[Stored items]
_ _ _ _ _ _ _

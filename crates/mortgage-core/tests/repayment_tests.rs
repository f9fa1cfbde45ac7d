use mortgage_core::repayment::{
    calculate_repayments, monthly_payment, RepaymentInput, RepaymentType,
};
use mortgage_core::MortgageError;
use pretty_assertions::assert_eq;
use rust_decimal::Decimal;
use rust_decimal_macros::dec;

// ===========================================================================
// Repayment calculation tests
// ===========================================================================

fn sample_repayment_mortgage() -> RepaymentInput {
    // A typical UK mortgage: £200,000 over 25 years at 5.25%
    RepaymentInput {
        amount: dec!(200_000),
        term_years: dec!(25),
        annual_interest_rate: dec!(5.25),
        repayment_type: RepaymentType::Repayment,
    }
}

#[test]
fn test_repayment_regression_fixture() {
    let input = sample_repayment_mortgage();
    let result = calculate_repayments(&input).unwrap();
    let out = &result.result;

    // r = 0.004375, n = 300: M = 875 / (1 - 1.004375^-300) ≈ 1198.50
    assert!(
        (out.monthly_payment - dec!(1198.50)).abs() < dec!(0.05),
        "Monthly payment: expected ~1198.50, got {}",
        out.monthly_payment
    );
    assert!(
        (out.total_payment - dec!(359_548.66)).abs() < dec!(20),
        "Total payment: expected ~359,548.66, got {}",
        out.total_payment
    );

    assert_eq!(out.number_of_payments, dec!(300));
    assert_eq!(out.monthly_rate, dec!(0.004375));
    assert_eq!(out.total_payment, out.monthly_payment * dec!(300));
}

#[test]
fn test_interest_only_independent_of_term() {
    let short = RepaymentInput {
        term_years: dec!(10),
        repayment_type: RepaymentType::InterestOnly,
        ..sample_repayment_mortgage()
    };
    let long = RepaymentInput {
        term_years: dec!(30),
        repayment_type: RepaymentType::InterestOnly,
        ..sample_repayment_mortgage()
    };

    let short_out = calculate_repayments(&short).unwrap().result;
    let long_out = calculate_repayments(&long).unwrap().result;

    // 200000 * 5.25 / 12 / 100 = 875 exactly, whatever the term
    assert_eq!(short_out.monthly_payment, dec!(875));
    assert_eq!(long_out.monthly_payment, short_out.monthly_payment);

    // Totals still scale with the number of instalments
    assert_eq!(short_out.total_payment, dec!(875) * dec!(120));
    assert_eq!(long_out.total_payment, dec!(875) * dec!(360));
}

#[test]
fn test_zero_rate_repayment() {
    let input = RepaymentInput {
        amount: dec!(120_000),
        term_years: dec!(10),
        annual_interest_rate: dec!(0),
        repayment_type: RepaymentType::Repayment,
    };
    let out = calculate_repayments(&input).unwrap().result;

    assert_eq!(out.monthly_payment, dec!(1000));
    assert_eq!(out.total_payment, dec!(120_000));
    assert_eq!(out.total_interest, Decimal::ZERO);
}

#[test]
fn test_total_interest_decomposition() {
    let repayment = calculate_repayments(&sample_repayment_mortgage())
        .unwrap()
        .result;
    assert_eq!(
        repayment.total_interest,
        repayment.total_payment - dec!(200_000)
    );

    let interest_only = RepaymentInput {
        repayment_type: RepaymentType::InterestOnly,
        ..sample_repayment_mortgage()
    };
    let out = calculate_repayments(&interest_only).unwrap().result;
    assert_eq!(out.total_interest, out.total_payment);
}

#[test]
fn test_monthly_payment_monotonic_in_rate() {
    let rates = [dec!(1), dec!(2.5), dec!(5.25), dec!(7), dec!(10)];
    let mut previous = Decimal::ZERO;
    for rate in rates {
        let monthly =
            monthly_payment(dec!(200_000), dec!(25), rate, RepaymentType::Repayment).unwrap();
        assert!(
            monthly > previous,
            "Payment at {rate}% ({monthly}) should exceed payment at the lower rate ({previous})"
        );
        previous = monthly;
    }
}

#[test]
fn test_monthly_payment_monotonic_in_term() {
    let terms = [dec!(10), dec!(15), dec!(20), dec!(25), dec!(30)];
    let mut previous_monthly = Decimal::MAX;
    let mut previous_total = Decimal::ZERO;
    for term in terms {
        let out = calculate_repayments(&RepaymentInput {
            term_years: term,
            ..sample_repayment_mortgage()
        })
        .unwrap()
        .result;

        // Longer term: smaller instalments, but more interest paid overall
        assert!(
            out.monthly_payment < previous_monthly,
            "Monthly payment at {term} years ({}) should be below the shorter term's ({previous_monthly})",
            out.monthly_payment
        );
        assert!(
            out.total_payment > previous_total,
            "Total payment at {term} years ({}) should exceed the shorter term's ({previous_total})",
            out.total_payment
        );
        previous_monthly = out.monthly_payment;
        previous_total = out.total_payment;
    }
}

#[test]
fn test_non_negative_over_constrained_domain() {
    let amounts = [dec!(50_000), dec!(200_000), dec!(1_000_000)];
    let terms = [dec!(5), dec!(25), dec!(40)];
    let rates = [dec!(0), dec!(3.99), dec!(25)];
    let types = [RepaymentType::Repayment, RepaymentType::InterestOnly];

    for amount in amounts {
        for term in terms {
            for rate in rates {
                for repayment_type in types {
                    let monthly = monthly_payment(amount, term, rate, repayment_type).unwrap();
                    assert!(
                        monthly >= Decimal::ZERO,
                        "Negative payment for amount={amount} term={term} rate={rate}"
                    );
                }
            }
        }
    }
}

#[test]
fn test_idempotent_bit_identical() {
    let input = sample_repayment_mortgage();
    let first = calculate_repayments(&input).unwrap().result;
    let second = calculate_repayments(&input).unwrap().result;

    assert_eq!(first.monthly_payment, second.monthly_payment);
    assert_eq!(first.total_payment, second.total_payment);
    assert_eq!(first.total_interest, second.total_interest);
}

#[test]
fn test_fractional_term() {
    let input = RepaymentInput {
        term_years: dec!(12.5),
        ..sample_repayment_mortgage()
    };
    let out = calculate_repayments(&input).unwrap().result;
    assert_eq!(out.number_of_payments, dec!(150));
    assert_eq!(out.total_payment, out.monthly_payment * dec!(150));
}

// ===========================================================================
// Validation and warnings
// ===========================================================================

#[test]
fn test_validation_field_messages() {
    let zero_amount = RepaymentInput {
        amount: Decimal::ZERO,
        ..sample_repayment_mortgage()
    };
    match calculate_repayments(&zero_amount).unwrap_err() {
        MortgageError::InvalidInput { field, reason } => {
            assert_eq!(field, "amount");
            assert_eq!(reason, "Mortgage amount must be greater than 0");
        }
        e => panic!("Expected InvalidInput, got {e:?}"),
    }

    let zero_term = RepaymentInput {
        term_years: Decimal::ZERO,
        ..sample_repayment_mortgage()
    };
    match calculate_repayments(&zero_term).unwrap_err() {
        MortgageError::InvalidInput { field, .. } => assert_eq!(field, "term_years"),
        e => panic!("Expected InvalidInput, got {e:?}"),
    }

    let negative_rate = RepaymentInput {
        annual_interest_rate: dec!(-1),
        ..sample_repayment_mortgage()
    };
    match calculate_repayments(&negative_rate).unwrap_err() {
        MortgageError::InvalidInput { field, .. } => assert_eq!(field, "annual_interest_rate"),
        e => panic!("Expected InvalidInput, got {e:?}"),
    }
}

#[test]
fn test_interest_only_principal_warning() {
    let input = RepaymentInput {
        repayment_type: RepaymentType::InterestOnly,
        ..sample_repayment_mortgage()
    };
    let result = calculate_repayments(&input).unwrap();
    assert!(result
        .warnings
        .iter()
        .any(|w| w.contains("remains outstanding")));
}

#[test]
fn test_long_term_warning() {
    let input = RepaymentInput {
        term_years: dec!(45),
        ..sample_repayment_mortgage()
    };
    let result = calculate_repayments(&input).unwrap();
    assert!(result.warnings.iter().any(|w| w.contains("45 years")));
}

#[test]
fn test_no_warnings_for_typical_mortgage() {
    let result = calculate_repayments(&sample_repayment_mortgage()).unwrap();
    assert!(result.warnings.is_empty(), "got {:?}", result.warnings);
}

_ _ _ _ _ _ _

All of the entries above are to be printed again exactly.

filename crates/mortgage-core/tests/repayment_tests.rs
repository f9fa1cfbde45ac7d
use mortgage_core::repayment::{
    calculate_repayments, monthly_payment, RepaymentInput, RepaymentType,
};
use mortgage_core::MortgageError;
use pretty_assertions::assert_eq;
use rust_decimal::Decimal;
use rust_decimal_macros::dec;

// ===========================================================================
// Repayment calculation tests
// ===========================================================================

fn sample_repayment_mortgage() -> RepaymentInput {
    // A typical UK mortgage: £200,000 over 25 years at 5.25%
    RepaymentInput {
        amount: dec!(200_000),
        term_years: dec!(25),
        annual_interest_rate: dec!(5.25),
        repayment_type: RepaymentType::Repayment,
    }
}

#[test]
fn test_repayment_regression_fixture() {
    let input = sample_repayment_mortgage();
    let result = calculate_repayments(&input).unwrap();
    let out = &result.result;

    // r = 0.004375, n = 300: M = 875 / (1 - 1.004375^-300) ≈ 1198.50
    assert!(
        (out.monthly_payment - dec!(1198.50)).abs() < dec!(0.05),
        "Monthly payment: expected ~1198.50, got {}",
        out.monthly_payment
    );
    assert!(
        (out.total_payment - dec!(359_548.66)).abs() < dec!(20),
        "Total payment: expected ~359,548.66, got {}",
        out.total_payment
    );

    assert_eq!(out.number_of_payments, dec!(300));
    assert_eq!(out.monthly_rate, dec!(0.004375));
    assert_eq!(out.total_payment, out.monthly_payment * dec!(300));
}

#[test]
fn test_interest_only_independent_of_term() {
    let short = RepaymentInput {
        term_years: dec!(10),
        repayment_type: RepaymentType::InterestOnly,
        ..sample_repayment_mortgage()
    };
    let long = RepaymentInput {
        term_years: dec!(30),
        repayment_type: RepaymentType::InterestOnly,
        ..sample_repayment_mortgage()
    };

    let short_out = calculate_repayments(&short).unwrap().result;
    let long_out = calculate_repayments(&long).unwrap().result;

    // 200000 * 5.25 / 12 / 100 = 875 exactly, whatever the term
    assert_eq!(short_out.monthly_payment, dec!(875));
    assert_eq!(long_out.monthly_payment, short_out.monthly_payment);

    // Totals still scale with the number of instalments
    assert_eq!(short_out.total_payment, dec!(875) * dec!(120));
    assert_eq!(long_out.total_payment, dec!(875) * dec!(360));
}

#[test]
fn test_zero_rate_repayment() {
    let input = RepaymentInput {
        amount: dec!(120_000),
        term_years: dec!(10),
        annual_interest_rate: dec!(0),
        repayment_type: RepaymentType::Repayment,
    };
    let out = calculate_repayments(&input).unwrap().result;

    assert_eq!(out.monthly_payment, dec!(1000));
    assert_eq!(out.total_payment, dec!(120_000));
    assert_eq!(out.total_interest, Decimal::ZERO);
}

#[test]
fn test_total_interest_decomposition() {
    let repayment = calculate_repayments(&sample_repayment_mortgage())
        .unwrap()
        .result;
    assert_eq!(
        repayment.total_interest,
        repayment.total_payment - dec!(200_000)
    );

    let interest_only = RepaymentInput {
        repayment_type: RepaymentType::InterestOnly,
        ..sample_repayment_mortgage()
    };
    let out = calculate_repayments(&interest_only).unwrap().result;
    assert_eq!(out.total_interest, out.total_payment);
}

#[test]
fn test_monthly_payment_monotonic_in_rate() {
    let rates = [dec!(1), dec!(2.5), dec!(5.25), dec!(7), dec!(10)];
    let mut previous = Decimal::ZERO;
    for rate in rates {
        let monthly =
            monthly_payment(dec!(200_000), dec!(25), rate, RepaymentType::Repayment).unwrap();
        assert!(
            monthly > previous,
            "Payment at {rate}% ({monthly}) should exceed payment at the lower rate ({previous})"
        );
        previous = monthly;
    }
}

#[test]
fn test_monthly_payment_monotonic_in_term() {
    let terms = [dec!(10), dec!(15), dec!(20), dec!(25), dec!(30)];
    let mut previous_monthly = Decimal::MAX;
    let mut previous_total = Decimal::ZERO;
    for term in terms {
        let out = calculate_repayments(&RepaymentInput {
            term_years: term,
            ..sample_repayment_mortgage()
        })
        .unwrap()
        .result;

        // Longer term: smaller instalments, but more interest paid overall
        assert!(
            out.monthly_payment < previous_monthly,
            "Monthly payment at {term} years ({}) should be below the shorter term's ({previous_monthly})",
            out.monthly_payment
        );
        assert!(
            out.total_payment > previous_total,
            "Total payment at {term} years ({}) should exceed the shorter term's ({previous_total})",
            out.total_payment
        );
        previous_monthly = out.monthly_payment;
        previous_total = out.total_payment;
    }
}

#[test]
fn test_non_negative_over_constrained_domain() {
    let amounts = [dec!(50_000), dec!(200_000), dec!(1_000_000)];
    let terms = [dec!(5), dec!(25), dec!(40)];
    let rates = [dec!(0), dec!(3.99), dec!(25)];
    let types = [RepaymentType::Repayment, RepaymentType::InterestOnly];

    for amount in amounts {
        for term in terms {
            for rate in rates {
                for repayment_type in types {
                    let monthly = monthly_payment(amount, term, rate, repayment_type).unwrap();
                    assert!(
                        monthly >= Decimal::ZERO,
                        "Negative payment for amount={amount} term={term} rate={rate}"
                    );
                }
            }
        }
    }
}

#[test]
fn test_idempotent_bit_identical() {
    let input = sample_repayment_mortgage();
    let first = calculate_repayments(&input).unwrap().result;
    let second = calculate_repayments(&input).unwrap().result;

    assert_eq!(first.monthly_payment, second.monthly_payment);
    assert_eq!(first.total_payment, second.total_payment);
    assert_eq!(first.total_interest, second.total_interest);
}

#[test]
fn test_fractional_term() {
    let input = RepaymentInput {
        term_years: dec!(12.5),
        ..sample_repayment_mortgage()
    };
    let out = calculate_repayments(&input).unwrap().result;
    assert_eq!(out.number_of_payments, dec!(150));
    assert_eq!(out.total_payment, out.monthly_payment * dec!(150));
}

// ===========================================================================
// Validation and warnings
// ===========================================================================

#[test]
fn test_validation_field_messages() {
    let zero_amount = RepaymentInput {
        amount: Decimal::ZERO,
        ..sample_repayment_mortgage()
    };
    match calculate_repayments(&zero_amount).unwrap_err() {
        MortgageError::InvalidInput { field, reason } => {
            assert_eq!(field, "amount");
            assert_eq!(reason, "Mortgage amount must be greater than 0");
        }
        e => panic!("Expected InvalidInput, got {e:?}"),
    }

    let zero_term = RepaymentInput {
        term_years: Decimal::ZERO,
        ..sample_repayment_mortgage()
    };
    match calculate_repayments(&zero_term).unwrap_err() {
        MortgageError::InvalidInput { field, .. } => assert_eq!(field, "term_years"),
        e => panic!("Expected InvalidInput, got {e:?}"),
    }

    let negative_rate = RepaymentInput {
        annual_interest_rate: dec!(-1),
        ..sample_repayment_mortgage()
    };
    match calculate_repayments(&negative_rate).unwrap_err() {
        MortgageError::InvalidInput { field, .. } => assert_eq!(field, "annual_interest_rate"),
        e => panic!("Expected InvalidInput, got {e:?}"),
    }
}

#[test]
fn test_interest_only_principal_warning() {
    let input = RepaymentInput {
        repayment_type: RepaymentType::InterestOnly,
        ..sample_repayment_mortgage()
    };
    let result = calculate_repayments(&input).unwrap();
    assert!(result
        .warnings
        .iter()
        .any(|w| w.contains("remains outstanding")));
}

#[test]
fn test_long_term_warning() {
    let input = RepaymentInput {
        term_years: dec!(45),
        ..sample_repayment_mortgage()
    };
    let result = calculate_repayments(&input).unwrap();
    assert!(result.warnings.iter().any(|w| w.contains("45 years")));
}

#[test]
fn test_no_warnings_for_typical_mortgage() {
    let result = calculate_repayments(&sample_repayment_mortgage()).unwrap();
    assert!(result.warnings.is_empty(), "got {:?}", result.warnings);
}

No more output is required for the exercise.